Не могу сказать, что влюбился в неё, нет. Дело в том, что я её не вожделею. Нельзя испытывать вожделение к солнечному лучику, который греет твою щёку. Нельзя вожделеть милого пушистого котёнка, свернувшегося у тебя на коленях. Вернее, теоретически это возможно, но тех, кто вожделеет котят, нужно лечить электрошоком. А я не такой. Не могу осквернять её светлый образ своим низким влечением.
Может быть дело в её улыбке. Нет, она не освещает улицы волшебным светом и не делает всех вокруг счастливыми. Эта её улыбка сама по себе — счастье. Самое настоящее счастье, воплощённое, данное нам в ощущениях (зрительных, чёрт, только зрительных!) и живущее на отдельно взятом человеческом лице. Можно ли влюбиться в счастье? Конечно нет. Счастьем можно жить. Наслаждаться каждым мгновением этого счастья. Зрительно. Чёрт...
Конечно, не улыбкой единой. Ещё глаза. Глазищи! Внимательные такие. Смотрят прямо в тебя. Невероятное, сбивающее с толку сочетание — беззаботная искренняя улыбка и внимательные глаза. А цвета не помню. Помню только, что тёмные. Глубокие. Хочется подойти поближе и вглядеться, чтобы увидеть дно. А потом ещё ближе. И ещё. А потом вдруг провалиться в их бездонную глубину, и лететь, как Алиса, свалившаяся в кроличью нору.
Волосы. Ничто так не красит женщину, как новая краска-бальзам-увлажнитель-выпрямитель-удлиннитель для волос с экстрактом конского хвоста. Любую женщину. Даже ту, которая засела у меня в голове. Меня это не смущает ни капельки. Ну да, крашеная. Ты попробуй сейчас некрашеную найти. Между прочим, этот радикальный антиблонд усиливает убойную силу её обаяния в разы. Я видел её старые фотки, с другой причёской и цветом волос — совсем другой человек. Лицо другое. До сих пор не хочу верить, что на фотографиях действительно она — подозреваю, что это происки спецслужб. Они могут.

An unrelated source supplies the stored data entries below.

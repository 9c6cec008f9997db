//! Client for the external image generation service.
//!
//! This module defines the [`ImageGenerator`] trait so the pipeline can be exercised without
//! network calls, and [`OpenAiImageGenerator`], which talks to an OpenAI-compatible
//! `/images/edits` endpoint.

use async_trait::async_trait;
use reqwest::multipart::{Form, Part};
use serde::Deserialize;
use url::Url;

use crate::compress::CompressedAsset;
use crate::config::OpenAiConfig;
use crate::errors::{Error, Result};

/// Trait for turning a compressed image plus an instruction into a new image.
///
/// Implementations make exactly one attempt: no retries and no internal timeout. The host's
/// request timeout bounds the call.
#[async_trait]
pub trait ImageGenerator: Send + Sync {
    /// Request a single edited image.
    ///
    /// Returns the base64-encoded image.
    ///
    /// # Errors
    /// - [`Error::GenerationEmpty`] if the service answered without an image
    /// - [`Error::GenerationFailed`] for transport failures and service-side errors, carrying
    ///   the upstream message
    async fn generate(&self, image: &CompressedAsset, instruction: &str) -> Result<String>;
}

// ============================================================================
// Production Implementation using reqwest
// ============================================================================

#[derive(Debug, Deserialize)]
struct ImagesResponse {
    #[serde(default)]
    data: Vec<ImageData>,
}

#[derive(Debug, Deserialize)]
struct ImageData {
    b64_json: Option<String>,
}

#[derive(Debug, Deserialize)]
struct ApiErrorBody {
    error: ApiErrorDetail,
}

#[derive(Debug, Deserialize)]
struct ApiErrorDetail {
    message: String,
}

/// Image generator backed by the OpenAI images API.
#[derive(Clone)]
pub struct OpenAiImageGenerator {
    client: reqwest::Client,
    endpoint: String,
    api_key: String,
    model: String,
}

impl OpenAiImageGenerator {
    pub fn new(config: &OpenAiConfig) -> Self {
        Self {
            client: reqwest::Client::new(),
            endpoint: edits_endpoint(&config.base_url),
            api_key: config.api_key.clone().unwrap_or_default(),
            model: config.model.clone(),
        }
    }
}

fn edits_endpoint(base_url: &Url) -> String {
    format!("{}/images/edits", base_url.as_str().trim_end_matches('/'))
}

#[async_trait]
impl ImageGenerator for OpenAiImageGenerator {
    #[tracing::instrument(skip_all, fields(model = %self.model, width = image.width, quality = image.quality))]
    async fn generate(&self, image: &CompressedAsset, instruction: &str) -> Result<String> {
        let bytes = tokio::fs::read(&image.path).await?;
        let file_name = image
            .path
            .file_name()
            .and_then(|name| name.to_str())
            .unwrap_or("image.webp")
            .to_string();

        let part = Part::bytes(bytes)
            .file_name(file_name)
            .mime_str("image/webp")
            .map_err(|e| Error::GenerationFailed { message: e.to_string() })?;

        let form = Form::new()
            .text("model", self.model.clone())
            .text("prompt", instruction.to_string())
            .text("n", "1")
            .text("size", "auto")
            .part("image", part);

        tracing::debug!(
            endpoint = %self.endpoint,
            width = image.width,
            height = image.height,
            byte_size = image.byte_size,
            "Sending image edit request"
        );

        let response = self
            .client
            .post(&self.endpoint)
            .bearer_auth(&self.api_key)
            .multipart(form)
            .send()
            .await
            .map_err(|e| {
                tracing::error!(endpoint = %self.endpoint, error = %e, "Image edit request failed");
                Error::GenerationFailed { message: e.to_string() }
            })?;

        let status = response.status();
        let body = response
            .text()
            .await
            .map_err(|e| Error::GenerationFailed { message: e.to_string() })?;

        if !status.is_success() {
            let message = match serde_json::from_str::<ApiErrorBody>(&body) {
                Ok(parsed) => parsed.error.message,
                Err(_) => format!("Generation service returned {status}: {body}"),
            };
            tracing::warn!(status = status.as_u16(), message = %message, "Generation service rejected request");
            return Err(Error::GenerationFailed { message });
        }

        let parsed: ImagesResponse = serde_json::from_str(&body).map_err(|e| Error::GenerationFailed {
            message: format!("Unreadable response from generation service: {e}"),
        })?;

        let image_base64 = parsed
            .data
            .into_iter()
            .next()
            .and_then(|item| item.b64_json)
            .filter(|b64| !b64.is_empty())
            .ok_or(Error::GenerationEmpty)?;

        tracing::info!(status = status.as_u16(), response_len = image_base64.len(), "Image edit completed");

        Ok(image_base64)
    }
}
//! Test utilities: fixture images, a recording image generator, and app constructors.

use async_trait::async_trait;
use axum_test::TestServer;
use image::{ImageEncoder, RgbImage};
use std::path::{Path, PathBuf};
use std::sync::{Arc, Mutex};
use std::time::Duration;
use tempfile::TempDir;

use crate::compress::CompressedAsset;
use crate::config::Config;
use crate::errors::{Error, Result};
use crate::generation::ImageGenerator;
use crate::{AppState, build_router};

/// Deterministic RGB noise. Noise does not compress, which makes encoded sizes predictable.
pub fn noise_rgb(width: u32, height: u32) -> RgbImage {
    let mut state: u32 = 0x9E37_79B9;
    RgbImage::from_fn(width, height, |_, _| {
        let mut next = || {
            state ^= state << 13;
            state ^= state >> 17;
            state ^= state << 5;
            (state & 0xFF) as u8
        };
        image::Rgb([next(), next(), next()])
    })
}

pub fn noise_jpeg(width: u32, height: u32) -> Vec<u8> {
    let img = noise_rgb(width, height);
    let mut out = Vec::new();
    image::codecs::jpeg::JpegEncoder::new_with_quality(&mut out, 90)
        .write_image(img.as_raw(), width, height, image::ExtendedColorType::Rgb8)
        .unwrap();
    out
}

pub fn noise_png(width: u32, height: u32) -> Vec<u8> {
    let img = noise_rgb(width, height);
    let mut out = Vec::new();
    image::codecs::png::PngEncoder::new(&mut out)
        .write_image(img.as_raw(), width, height, image::ExtendedColorType::Rgb8)
        .unwrap();
    out
}

/// Files currently in an upload directory.
pub fn upload_dir_entries(dir: &Path) -> Vec<PathBuf> {
    std::fs::read_dir(dir)
        .unwrap()
        .map(|entry| entry.unwrap().path())
        .collect()
}

/// What the mock generator answers.
#[derive(Debug, Clone)]
pub enum MockOutcome {
    Succeed(String),
    Empty,
    Fail(String),
}

/// Record of a call made to the mock generator, captured while the artifact still existed.
#[derive(Debug, Clone)]
pub struct GenerateCall {
    pub instruction: String,
    pub width: u32,
    pub quality: u8,
    pub file_existed: bool,
    pub decoded_dimensions: Option<(u32, u32)>,
}

/// Image generator that records calls and returns a configured outcome.
#[derive(Clone)]
pub struct MockImageGenerator {
    outcome: MockOutcome,
    delay: Option<Duration>,
    calls: Arc<Mutex<Vec<GenerateCall>>>,
}

impl MockImageGenerator {
    pub fn new() -> Self {
        Self::with_outcome(MockOutcome::Succeed("aGVsbG8gY29sb3VyaW5nIGJvb2s=".to_string()))
    }

    pub fn with_outcome(outcome: MockOutcome) -> Self {
        Self {
            outcome,
            delay: None,
            calls: Arc::new(Mutex::new(Vec::new())),
        }
    }

    /// Hold every call for `delay` before answering, to simulate a slow upstream.
    pub fn with_delay(mut self, delay: Duration) -> Self {
        self.delay = Some(delay);
        self
    }

    pub fn calls(&self) -> Vec<GenerateCall> {
        self.calls.lock().unwrap().clone()
    }
}

#[async_trait]
impl ImageGenerator for MockImageGenerator {
    async fn generate(&self, image: &CompressedAsset, instruction: &str) -> Result<String> {
        let bytes = tokio::fs::read(&image.path).await.ok();
        let decoded_dimensions = bytes
            .as_deref()
            .and_then(|b| image::load_from_memory(b).ok())
            .map(|img| (img.width(), img.height()));

        self.calls.lock().unwrap().push(GenerateCall {
            instruction: instruction.to_string(),
            width: image.width,
            quality: image.quality,
            file_existed: bytes.is_some(),
            decoded_dimensions,
        });

        if let Some(delay) = self.delay {
            tokio::time::sleep(delay).await;
        }

        match &self.outcome {
            MockOutcome::Succeed(b64) => Ok(b64.clone()),
            MockOutcome::Empty => Err(Error::GenerationEmpty),
            MockOutcome::Fail(message) => Err(Error::GenerationFailed { message: message.clone() }),
        }
    }
}

pub fn create_test_config(upload_dir: &Path) -> Config {
    let mut config = Config {
        host: "127.0.0.1".to_string(),
        port: 0,
        upload_dir: upload_dir.to_path_buf(),
        ..Default::default()
    };
    config.openai.api_key = Some("sk-test".to_string());
    config
}

/// Build a test server around `generator`, with a fresh upload directory.
pub fn create_test_app(generator: MockImageGenerator) -> (TestServer, TempDir) {
    create_test_app_with(generator, |_| {})
}

pub fn create_test_app_with(generator: MockImageGenerator, customize: impl FnOnce(&mut Config)) -> (TestServer, TempDir) {
    let upload_dir = tempfile::tempdir().expect("Failed to create upload dir");
    let mut config = create_test_config(upload_dir.path());
    customize(&mut config);

    let state = AppState::builder()
        .compression(config.compression.policy())
        .config(config)
        .generator(Arc::new(generator))
        .build();
    let router = build_router(state).expect("Failed to build router");
    let server = TestServer::new(router).expect("Failed to create test server");

    (server, upload_dir)
}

Какой-то ведьминский образ получился — чёрные волосы, глаза и всё такое прочее. Но она не ведьма. Совсем. Ведьма — это как раз секс-символ, олицетворение загнанной воспитанием в глубины подсознания страсти к запретным плодам вообще и плохим девочкам в частности. А она — другое дело. Её хочется обнять — аккуратно, бережно — и простоять так миллиард лет, пока энтропия не разлучит нас. Понимаю, что даже самым стойким непрерывное объятие надоест недели через две. Но когда власть над организмом захватили эмоции, разум может идти лесом. И идёт.

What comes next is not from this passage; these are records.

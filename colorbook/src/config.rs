//! Application configuration management.
//!
//! Configuration is loaded from a YAML file with environment variable overrides. The configuration
//! file path defaults to `config.yaml` but can be specified via `-f` flag or `COLORBOOK_CONFIG`
//! environment variable. A missing file is not an error: every field has a default except the
//! generation service API key.
//!
//! ## Loading Priority
//!
//! Configuration sources are merged in the following order (later sources override earlier ones):
//!
//! 1. **YAML config file** - Base configuration (default: `config.yaml`)
//! 2. **Environment variables** - Variables prefixed with `COLORBOOK_` override YAML values
//! 3. **OPENAI_API_KEY** - Special case: overrides `openai.api_key` if set
//!
//! For nested config values, use double underscores in environment variables. For example,
//! `COLORBOOK_COMPRESSION__MODE=fixed` sets the `compression.mode` field.
//!
//! ## Environment Variable Examples
//!
//! ```bash
//! # Required: credential for the image generation service
//! OPENAI_API_KEY=sk-...
//!
//! # Override server port
//! COLORBOOK_PORT=8080
//!
//! # Point at a compatible gateway instead of api.openai.com
//! COLORBOOK_OPENAI__BASE_URL=https://gateway.internal/v1
//! ```

use clap::Parser;
use figment::{
    Figment,
    providers::{Env, Format, Yaml},
};
use serde::{Deserialize, Serialize};
use std::{path::PathBuf, time::Duration};
use url::Url;

use crate::compress::{CompressionPolicy, CompressionTier, MAX_WEBP_DIMENSION};
use crate::errors::Error;

/// Simple CLI args - just for specifying config file
#[derive(Parser, Debug)]
#[command(author, version, about, long_about = None)]
pub struct Args {
    /// Path to configuration file
    #[arg(short = 'f', long, env = "COLORBOOK_CONFIG", default_value = "config.yaml")]
    pub config: String,

    /// Validate configuration and exit without starting the server.
    #[arg(long)]
    pub validate: bool,
}

/// Main application configuration.
///
/// All fields have defaults defined in the `Default` implementation; only `openai.api_key`
/// must be supplied.
#[derive(Debug, Clone, Deserialize, Serialize)]
#[serde(default, deny_unknown_fields)]
pub struct Config {
    /// HTTP server host to bind to (e.g., "0.0.0.0" for all interfaces)
    pub host: String,
    /// HTTP server port to bind to
    pub port: u16,
    /// Directory that receives upload and compressed artifacts while a request is in flight
    pub upload_dir: PathBuf,
    /// Maximum request body size in bytes for the generation routes
    pub max_body_size: u64,
    /// Overall ceiling for a single request, including the generation call
    #[serde(with = "humantime_serde")]
    pub request_timeout: Duration,
    /// CORS policy for the browser frontend
    pub cors: CorsConfig,
    /// Resize/re-encode policy applied before the generation call
    pub compression: CompressionConfig,
    /// External image generation service
    pub openai: OpenAiConfig,
    /// Enable OpenTelemetry OTLP export for distributed tracing
    pub enable_otel_export: bool,
}

impl Default for Config {
    fn default() -> Self {
        Self {
            host: "0.0.0.0".to_string(),
            port: 3000,
            upload_dir: std::env::temp_dir().join("colorbook-uploads"),
            max_body_size: 8 * 1024 * 1024,
            request_timeout: Duration::from_secs(120),
            cors: CorsConfig::default(),
            compression: CompressionConfig::default(),
            openai: OpenAiConfig::default(),
            enable_otel_export: false,
        }
    }
}

/// CORS configuration.
#[derive(Debug, Clone, Deserialize, Serialize)]
#[serde(default, deny_unknown_fields)]
pub struct CorsConfig {
    /// Allowed origins for CORS requests
    pub allowed_origins: Vec<CorsOrigin>,
    /// Cache preflight requests for this many seconds
    pub max_age: Option<u64>,
}

impl Default for CorsConfig {
    fn default() -> Self {
        Self {
            allowed_origins: vec![CorsOrigin::Url(
                Url::parse("http://localhost:8080").expect("static URL is valid"),
            )],
            max_age: None,
        }
    }
}

/// CORS origin specification.
///
/// Can be either a wildcard (`*`) to allow all origins, or a specific URL.
#[derive(Debug, Clone, Deserialize, Serialize)]
#[serde(untagged)]
pub enum CorsOrigin {
    /// Allow all origins (`*`)
    #[serde(deserialize_with = "parse_wildcard")]
    Wildcard,
    /// Specific origin URL (e.g., `https://app.example.com`)
    #[serde(deserialize_with = "parse_url")]
    Url(Url),
}

fn parse_wildcard<'de, D>(deserializer: D) -> Result<(), D::Error>
where
    D: serde::Deserializer<'de>,
{
    let s: String = Deserialize::deserialize(deserializer)?;
    if s == "*" {
        Ok(())
    } else {
        Err(serde::de::Error::custom("Expected '*'"))
    }
}

fn parse_url<'de, D>(deserializer: D) -> Result<Url, D::Error>
where
    D: serde::Deserializer<'de>,
{
    let s: String = Deserialize::deserialize(deserializer)?;
    Url::parse(&s).map_err(serde::de::Error::custom)
}

/// Which compression policy the pipeline applies.
#[derive(Debug, Clone, Copy, Deserialize, Serialize, PartialEq, Eq)]
#[serde(rename_all = "lowercase")]
pub enum CompressionMode {
    /// Width and quality chosen by the upload's byte size
    Adaptive,
    /// One width and quality for every upload
    Fixed,
}

/// Compression configuration.
///
/// ```yaml
/// compression:
///   mode: adaptive
///   size_threshold_bytes: 2000000
///   large_input: { width: 384, quality: 55 }
///   small_input: { width: 512, quality: 60 }
/// ```
#[derive(Debug, Clone, Deserialize, Serialize)]
#[serde(default, deny_unknown_fields)]
pub struct CompressionConfig {
    pub mode: CompressionMode,
    /// Uploads strictly larger than this use `large_input`
    pub size_threshold_bytes: u64,
    pub large_input: CompressionTier,
    pub small_input: CompressionTier,
    /// Used when `mode` is `fixed`
    pub fixed: CompressionTier,
}

impl Default for CompressionConfig {
    fn default() -> Self {
        Self {
            mode: CompressionMode::Adaptive,
            size_threshold_bytes: 2_000_000,
            large_input: CompressionTier { width: 384, quality: 55 },
            small_input: CompressionTier { width: 512, quality: 60 },
            fixed: CompressionTier { width: 768, quality: 70 },
        }
    }
}

impl CompressionConfig {
    pub fn policy(&self) -> CompressionPolicy {
        match self.mode {
            CompressionMode::Adaptive => CompressionPolicy::Tiered {
                size_threshold_bytes: self.size_threshold_bytes,
                large_input: self.large_input,
                small_input: self.small_input,
            },
            CompressionMode::Fixed => CompressionPolicy::Fixed(self.fixed),
        }
    }
}

/// Image generation service configuration.
#[derive(Clone, Deserialize, Serialize)]
#[serde(default, deny_unknown_fields)]
pub struct OpenAiConfig {
    /// Bearer credential; usually supplied through `OPENAI_API_KEY`
    #[serde(skip_serializing)]
    pub api_key: Option<String>,
    /// Base URL of the OpenAI-compatible API (the `/images/edits` path is appended)
    pub base_url: Url,
    /// Image model used for edits
    pub model: String,
}

impl Default for OpenAiConfig {
    fn default() -> Self {
        Self {
            api_key: None,
            base_url: Url::parse("https://api.openai.com/v1").expect("static URL is valid"),
            model: "gpt-image-1".to_string(),
        }
    }
}

impl std::fmt::Debug for OpenAiConfig {
    fn fmt(&self, f: &mut std::fmt::Formatter<'_>) -> std::fmt::Result {
        f.debug_struct("OpenAiConfig")
            .field("api_key", &self.api_key.as_ref().map(|_| "<redacted>"))
            .field("base_url", &self.base_url.as_str())
            .field("model", &self.model)
            .finish()
    }
}

impl Config {
    #[allow(clippy::result_large_err)]
    pub fn load(args: &Args) -> Result<Self, figment::Error> {
        let config: Self = Self::figment(args).extract()?;
        config.validate().map_err(|e| figment::Error::from(e.to_string()))?;
        Ok(config)
    }

    /// Validate the configuration for consistency and required fields
    pub fn validate(&self) -> Result<(), Error> {
        if self.openai.api_key.as_deref().is_none_or(|key| key.trim().is_empty()) {
            return Err(Error::Internal {
                operation: "Config validation: no API key for the image generation service. \
                     Please set OPENAI_API_KEY or add openai.api_key to the config file."
                    .to_string(),
            });
        }

        if self.max_body_size == 0 {
            return Err(Error::Internal {
                operation: "Config validation: max_body_size must be greater than zero".to_string(),
            });
        }

        let compression = &self.compression;
        for (name, tier) in [
            ("large_input", compression.large_input),
            ("small_input", compression.small_input),
            ("fixed", compression.fixed),
        ] {
            if tier.width == 0 || tier.width > MAX_WEBP_DIMENSION {
                return Err(Error::Internal {
                    operation: format!(
                        "Config validation: compression.{name}.width ({}) must be between 1 and {MAX_WEBP_DIMENSION}",
                        tier.width
                    ),
                });
            }
            if tier.quality > 100 {
                return Err(Error::Internal {
                    operation: format!(
                        "Config validation: compression.{name}.quality ({}) must be between 0 and 100",
                        tier.quality
                    ),
                });
            }
        }

        Ok(())
    }

    pub fn figment(args: &Args) -> Figment {
        Figment::new()
            // Load base config file
            .merge(Yaml::file(&args.config))
            // Environment variables can override specific values
            // (COLORBOOK_CONFIG names the file itself and is not a field)
            .merge(Env::prefixed("COLORBOOK_").ignore(&["config"]).split("__"))
            // The conventional variable name for the OpenAI credential
            .merge(Env::raw().only(&["OPENAI_API_KEY"]).map(|_| "openai.api_key".into()))
    }

    pub fn bind_address(&self) -> String {
        format!("{}:{}", self.host, self.port)
    }
}

#[cfg(test)]
mod tests {
    use super::*;
    use figment::Jail;

    fn args(config: &str) -> Args {
        Args {
            config: config.to_string(),
            validate: false,
        }
    }

    #[test]
    fn test_defaults_with_api_key_from_env() {
        Jail::expect_with(|jail| {
            jail.clear_env();
            jail.set_env("OPENAI_API_KEY", "sk-test");

            let config = Config::load(&args("missing.yaml"))?;

            assert_eq!(config.openai.api_key.as_deref(), Some("sk-test"));
            assert_eq!(config.port, 3000);
            assert_eq!(config.max_body_size, 8 * 1024 * 1024);
            assert_eq!(config.request_timeout, Duration::from_secs(120));
            assert_eq!(config.openai.model, "gpt-image-1");
            assert_eq!(config.openai.base_url.as_str(), "https://api.openai.com/v1");
            assert_eq!(config.compression.mode, CompressionMode::Adaptive);
            assert!(matches!(
                config.cors.allowed_origins.as_slice(),
                [CorsOrigin::Url(url)] if url.as_str() == "http://localhost:8080/"
            ));

            Ok(())
        });
    }

    #[test]
    fn test_missing_api_key_fails_validation() {
        Jail::expect_with(|jail| {
            jail.clear_env();
            let err = Config::load(&args("missing.yaml")).unwrap_err();
            assert!(err.to_string().contains("OPENAI_API_KEY"));
            Ok(())
        });
    }

    #[test]
    fn test_yaml_and_env_override() {
        Jail::expect_with(|jail| {
            jail.clear_env();
            jail.create_file(
                "test.yaml",
                r#"
port: 9000
request_timeout: 30s
openai:
  api_key: sk-from-file
  model: gpt-image-1-mini
cors:
  allowed_origins: ["*"]
compression:
  mode: fixed
  fixed:
    width: 640
    quality: 65
"#,
            )?;

            jail.set_env("COLORBOOK_PORT", "8080");
            jail.set_env("COLORBOOK_HOST", "127.0.0.1");

            let config = Config::load(&args("test.yaml"))?;

            // Env vars should override
            assert_eq!(config.host, "127.0.0.1");
            assert_eq!(config.port, 8080);
            assert_eq!(config.bind_address(), "127.0.0.1:8080");

            // YAML values should be preserved
            assert_eq!(config.openai.api_key.as_deref(), Some("sk-from-file"));
            assert_eq!(config.openai.model, "gpt-image-1-mini");
            assert_eq!(config.request_timeout, Duration::from_secs(30));
            assert!(matches!(config.cors.allowed_origins.as_slice(), [CorsOrigin::Wildcard]));
            assert_eq!(
                config.compression.policy(),
                CompressionPolicy::Fixed(CompressionTier { width: 640, quality: 65 })
            );

            Ok(())
        });
    }

    #[test]
    fn test_openai_api_key_env_wins_over_file() {
        Jail::expect_with(|jail| {
            jail.clear_env();
            jail.create_file("test.yaml", "openai:\n  api_key: sk-from-file\n")?;
            jail.set_env("OPENAI_API_KEY", "sk-from-env");

            let config = Config::load(&args("test.yaml"))?;
            assert_eq!(config.openai.api_key.as_deref(), Some("sk-from-env"));

            Ok(())
        });
    }

    #[test]
    fn test_nested_env_override() {
        Jail::expect_with(|jail| {
            jail.clear_env();
            jail.set_env("OPENAI_API_KEY", "sk-test");
            jail.set_env("COLORBOOK_COMPRESSION__SIZE_THRESHOLD_BYTES", "1000000");

            let config = Config::load(&args("missing.yaml"))?;
            assert_eq!(config.compression.size_threshold_bytes, 1_000_000);

            Ok(())
        });
    }

    #[test]
    fn test_quality_above_100_rejected() {
        let mut config = Config::default();
        config.openai.api_key = Some("sk-test".to_string());
        config.compression.small_input.quality = 101;

        let err = config.validate().unwrap_err();
        assert!(err.to_string().contains("compression.small_input.quality"));
    }

    #[test]
    fn test_tier_width_beyond_webp_limit_rejected() {
        let mut config = Config::default();
        config.openai.api_key = Some("sk-test".to_string());
        config.compression.fixed.width = 20_000;

        let err = config.validate().unwrap_err();
        assert!(err.to_string().contains("compression.fixed.width"), "{err}");

        config.compression.fixed.width = 0;
        assert!(config.validate().is_err());
    }

    #[test]
    fn test_debug_output_redacts_api_key() {
        let mut config = Config::default();
        config.openai.api_key = Some("sk-very-secret".to_string());

        let rendered = format!("{config:?}");
        assert!(!rendered.contains("sk-very-secret"));
        assert!(rendered.contains("<redacted>"));
    }

    #[test]
    fn test_unknown_field_rejected() {
        Jail::expect_with(|jail| {
            jail.clear_env();
            jail.create_file("test.yaml", "openai:\n  api_key: sk\nnot_a_field: 1\n")?;
            assert!(Config::load(&args("test.yaml")).is_err());
            Ok(())
        });
    }
}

Между нами ничего не было, нет и не хочется. А совесть всё равно приходит, берёт меня за пуговицу и отчитывает по полной программе. Для профилактики наверное. Говорит мне, что я козлина и бабник доморощенный. А ещё говорит, что при моём семейном положении влюбляться врачи запрещают. Правду говорит, чтоб её. И самое обидное, что она, любовь моя безответная, тоже всё понимает. И ничего мне не светит, кроме жёлтых фонарей в ночном тумане. Впрочем, фонари — это уже немало. Хорошо, когда у тебя есть туман и фонари. Ты можешь накинуть куртку и выйти в мягкий сумрак, на котором фантазия так легко рисует сказку со счастливым концом.